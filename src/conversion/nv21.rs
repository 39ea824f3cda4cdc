//! NV21 to packed ARGB conversion.
//!
//! Fixed-point BT.601-style math scaled by 1024. Intermediate channel
//! values live in an 18-bit range before being shifted into their byte.

use super::PixelBuffer;
use crate::capture::RawFrame;

const LUMA_OFFSET: i32 = 16;
const CHROMA_OFFSET: i32 = 128;

const Y_SCALE: i32 = 1192;
const V_TO_R: i32 = 1634;
const V_TO_G: i32 = 833;
const U_TO_G: i32 = 400;
const U_TO_B: i32 = 2066;

/// Upper bound of the 18-bit channel range.
const CHANNEL_MAX: i32 = 262_143;

const OPAQUE: u32 = 0xFF00_0000;

/// Converts one NV21 frame into packed ARGB, one output pixel per luma
/// sample.
///
/// Chroma pairs are stored V first, then U. Each pair covers a 2x2 block
/// of luma samples.
pub fn decode_nv21(frame: &RawFrame<'_>) -> PixelBuffer {
    let width = frame.width() as usize;
    let height = frame.height() as usize;
    let data = frame.data();
    let frame_size = width * height;

    let mut rgb = Vec::with_capacity(frame_size);
    for row in 0..height {
        let mut uvp = frame_size + (row >> 1) * width;
        let (mut u, mut v) = (0, 0);

        for col in 0..width {
            let y = i32::from(data[row * width + col]);
            if col & 1 == 0 {
                v = i32::from(data[uvp]) - CHROMA_OFFSET;
                u = i32::from(data[uvp + 1]) - CHROMA_OFFSET;
                uvp += 2;
            }
            rgb.push(yuv_to_argb(y, u, v));
        }
    }

    PixelBuffer::from_parts(rgb, frame.width(), frame.height())
}

/// Packs one pixel. `y` is the raw luma byte, `u` and `v` are already
/// centered on zero.
#[inline]
pub(crate) fn yuv_to_argb(y: i32, u: i32, v: i32) -> u32 {
    // Lower bound only; bright luma is left for the channel clamp.
    let y = (y - LUMA_OFFSET).max(0);

    let y1192 = Y_SCALE * y;
    let r = (y1192 + V_TO_R * v).clamp(0, CHANNEL_MAX) as u32;
    let g = (y1192 - V_TO_G * v - U_TO_G * u).clamp(0, CHANNEL_MAX) as u32;
    let b = (y1192 + U_TO_B * u).clamp(0, CHANNEL_MAX) as u32;

    OPAQUE | ((r << 6) & 0x00FF_0000) | ((g >> 2) & 0x0000_FF00) | ((b >> 10) & 0x0000_00FF)
}

#[cfg(test)]
mod tests {
    use super::*;
    use proptest::prelude::*;

    fn uniform_frame(width: u32, height: u32, y: u8, u: u8, v: u8) -> Vec<u8> {
        let luma = (width * height) as usize;
        let mut data = vec![y; luma];
        for _ in 0..luma / 4 {
            data.push(v);
            data.push(u);
        }
        data
    }

    fn decode(data: &[u8], width: u32, height: u32) -> PixelBuffer {
        decode_nv21(&RawFrame::new(data, width, height).unwrap())
    }

    #[test]
    fn test_white_frame() {
        let data = uniform_frame(8, 6, 235, 128, 128);
        let rgb = decode(&data, 8, 6);

        assert_eq!(rgb.pixels().len(), 48);
        // 219 * 1192 = 261048, just under the 18-bit ceiling.
        assert!(rgb.pixels().iter().all(|&p| p == 0xFFFE_FEFE));
    }

    #[test]
    fn test_black_and_sub_black_luma() {
        assert_eq!(yuv_to_argb(16, 0, 0), 0xFF00_0000);
        assert_eq!(yuv_to_argb(0, 0, 0), 0xFF00_0000);
    }

    #[test]
    fn test_saturates_high() {
        let data = uniform_frame(2, 2, 255, 128, 128);
        assert_eq!(decode(&data, 2, 2).pixels(), &[0xFFFF_FFFF; 4]);

        let data = uniform_frame(2, 2, 255, 255, 255);
        let pixel = decode(&data, 2, 2).pixels()[0];
        assert_eq!(pixel, 0xFFFF_7DFF);
        assert_eq!((pixel >> 16) & 0xFF, 0xFF);
        assert_eq!(pixel & 0xFF, 0xFF);
    }

    #[test]
    fn test_saturates_low() {
        // v = -128 drives red negative, u = 0 keeps blue at zero.
        let data = uniform_frame(2, 2, 16, 128, 0);
        let pixel = decode(&data, 2, 2).pixels()[0];
        assert_eq!(pixel, 0xFF00_6800);

        let data = uniform_frame(2, 2, 0, 0, 0);
        let pixel = decode(&data, 2, 2).pixels()[0];
        assert_eq!(pixel, 0xFF00_9A00);
        assert_eq!((pixel >> 16) & 0xFF, 0x00);
        assert_eq!(pixel & 0xFF, 0x00);
    }

    #[test]
    fn test_chroma_is_read_v_then_u() {
        // First chroma byte is V. With (200, 60) the result is red-orange;
        // reading it as U first would give 0xFF159DFF, a light blue.
        let data = uniform_frame(2, 2, 128, 60, 200);
        assert_eq!(&data[4..], &[200, 60]);

        let pixel = decode(&data, 2, 2).pixels()[0];
        assert_eq!(pixel, 0xFFF5_6200);
        assert_ne!(pixel, 0xFF15_9DFF);
    }

    #[test]
    fn test_chroma_shared_by_2x2_block() {
        // 4x4 frame: four chroma pairs, one per 2x2 block.
        let mut data = vec![128u8; 16];
        data.extend_from_slice(&[200, 60, 128, 128, 60, 200, 128, 255]);
        let rgb = decode(&data, 4, 4);

        let block = |x: u32, y: u32| rgb.get(x, y).unwrap();
        for (bx, by) in [(0, 0), (2, 0), (0, 2), (2, 2)] {
            let expected = block(bx, by);
            assert_eq!(block(bx + 1, by), expected);
            assert_eq!(block(bx, by + 1), expected);
            assert_eq!(block(bx + 1, by + 1), expected);
        }

        assert_eq!(block(0, 0), yuv_to_argb(128, 60 - 128, 200 - 128));
        assert_eq!(block(2, 0), yuv_to_argb(128, 0, 0));
        assert_eq!(block(0, 2), yuv_to_argb(128, 200 - 128, 60 - 128));
        assert_eq!(block(2, 2), yuv_to_argb(128, 255 - 128, 0));
    }

    #[test]
    fn test_luma_is_per_pixel() {
        let mut data: Vec<u8> = vec![16, 235, 235, 16];
        data.extend_from_slice(&[128, 128]);
        let rgb = decode(&data, 2, 2);

        assert_eq!(rgb.pixels(), &[0xFF00_0000, 0xFFFE_FEFE, 0xFFFE_FEFE, 0xFF00_0000]);
    }

    proptest! {
        #[test]
        fn prop_output_is_opaque_and_sized(
            (w, h, data) in (1u32..8, 1u32..8).prop_flat_map(|(hw, hh)| {
                let (w, h) = (hw * 2, hh * 2);
                (Just(w), Just(h), proptest::collection::vec(any::<u8>(), RawFrame::expected_len(w, h)))
            })
        ) {
            let rgb = decode(&data, w, h);
            prop_assert_eq!(rgb.pixels().len(), (w * h) as usize);
            prop_assert!(rgb.pixels().iter().all(|&p| p >> 24 == 0xFF));
        }

        #[test]
        fn prop_neutral_chroma_is_gray(y in any::<u8>()) {
            let pixel = yuv_to_argb(i32::from(y), 0, 0);
            let (r, g, b) = ((pixel >> 16) & 0xFF, (pixel >> 8) & 0xFF, pixel & 0xFF);
            prop_assert_eq!(r, g);
            prop_assert_eq!(g, b);
        }
    }
}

What you have to do: Set down the lines above as they stand, starting with the first line and ending with the line that contains "for col in 0..width".

Exercise result:
filename src/conversion/nv21.rs
repository 39ea824f3cda4cdc
//! NV21 to packed ARGB conversion.
//!
//! Fixed-point BT.601-style math scaled by 1024. Intermediate channel
//! values live in an 18-bit range before being shifted into their byte.

use super::PixelBuffer;
use crate::capture::RawFrame;

const LUMA_OFFSET: i32 = 16;
const CHROMA_OFFSET: i32 = 128;

const Y_SCALE: i32 = 1192;
const V_TO_R: i32 = 1634;
const V_TO_G: i32 = 833;
const U_TO_G: i32 = 400;
const U_TO_B: i32 = 2066;

/// Upper bound of the 18-bit channel range.
const CHANNEL_MAX: i32 = 262_143;

const OPAQUE: u32 = 0xFF00_0000;

/// Converts one NV21 frame into packed ARGB, one output pixel per luma
/// sample.
///
/// Chroma pairs are stored V first, then U. Each pair covers a 2x2 block
/// of luma samples.
pub fn decode_nv21(frame: &RawFrame<'_>) -> PixelBuffer {
    let width = frame.width() as usize;
    let height = frame.height() as usize;
    let data = frame.data();
    let frame_size = width * height;

    let mut rgb = Vec::with_capacity(frame_size);
    for row in 0..height {
        let mut uvp = frame_size + (row >> 1) * width;
        let (mut u, mut v) = (0, 0);

        for col in 0..width {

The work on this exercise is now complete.